▶ Exercise description: What you give back should be only the lines from the one holding "an object exists" through the final line of the records, each reproduced exactly.

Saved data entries

##########

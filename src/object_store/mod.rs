/// Object storage for media
///
/// Opaque binary storage for video files and thumbnails. Callers hand over
/// bytes and get back a handle; the handle is all they ever store.

pub mod disk;

pub use disk::DiskObjectStore;

use crate::error::{ApiError, ApiResult};
use async_trait::async_trait;
use uuid::Uuid;

/// Object storage backend trait
#[async_trait]
pub trait ObjectStore: Send + Sync {
    /// Store an object and return its handle
    async fn put(&self, data: Vec<u8>, content_type: &str) -> ApiResult<String>;

    /// Delete an object. Deleting a missing object succeeds.
    async fn delete(&self, handle: &str) -> ApiResult<()>;

    /// Check if an object exists
    async fn exists(&self, handle: &str) -> ApiResult<bool>;
}

/// Fresh random handle
pub fn new_handle() -> String {
    Uuid::new_v4().simple().to_string()
}

/// Reject anything that is not a handle this store could have produced
pub fn check_handle(handle: &str) -> ApiResult<()> {
    if handle.len() == 32 && handle.chars().all(|c| c.is_ascii_hexdigit()) {
        Ok(())
    } else {
        Err(ApiError::Validation(format!("Invalid media handle: {}", handle)))
    }
}

#[cfg(test)]
mod tests {
    use super::*;

    #[test]
    fn test_generated_handles_pass_check() {
        let handle = new_handle();
        assert!(check_handle(&handle).is_ok());
        assert_ne!(handle, new_handle());
    }

    #[test]
    fn test_path_like_handles_rejected() {
        assert!(check_handle("../../etc/passwd").is_err());
        assert!(check_handle("").is_err());
        assert!(check_handle("ab/abcdef").is_err());
    }
}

##########

▶ Answer to this exercise:
    /// Check if an object exists
    async fn exists(&self, handle: &str) -> ApiResult<bool>;
}

/// Fresh random handle
pub fn new_handle() -> String {
    Uuid::new_v4().simple().to_string()
}

/// Reject anything that is not a handle this store could have produced
pub fn check_handle(handle: &str) -> ApiResult<()> {
    if handle.len() == 32 && handle.chars().all(|c| c.is_ascii_hexdigit()) {
        Ok(())
    } else {
        Err(ApiError::Validation(format!("Invalid media handle: {}", handle)))
    }
}

#[cfg(test)]
mod tests {
    use super::*;

    #[test]
    fn test_generated_handles_pass_check() {
        let handle = new_handle();
        assert!(check_handle(&handle).is_ok());
        assert_ne!(handle, new_handle());
    }

    #[test]
    fn test_path_like_handles_rejected() {
        assert!(check_handle("../../etc/passwd").is_err());
        assert!(check_handle("").is_err());
        assert!(check_handle("ab/abcdef").is_err());
    }
}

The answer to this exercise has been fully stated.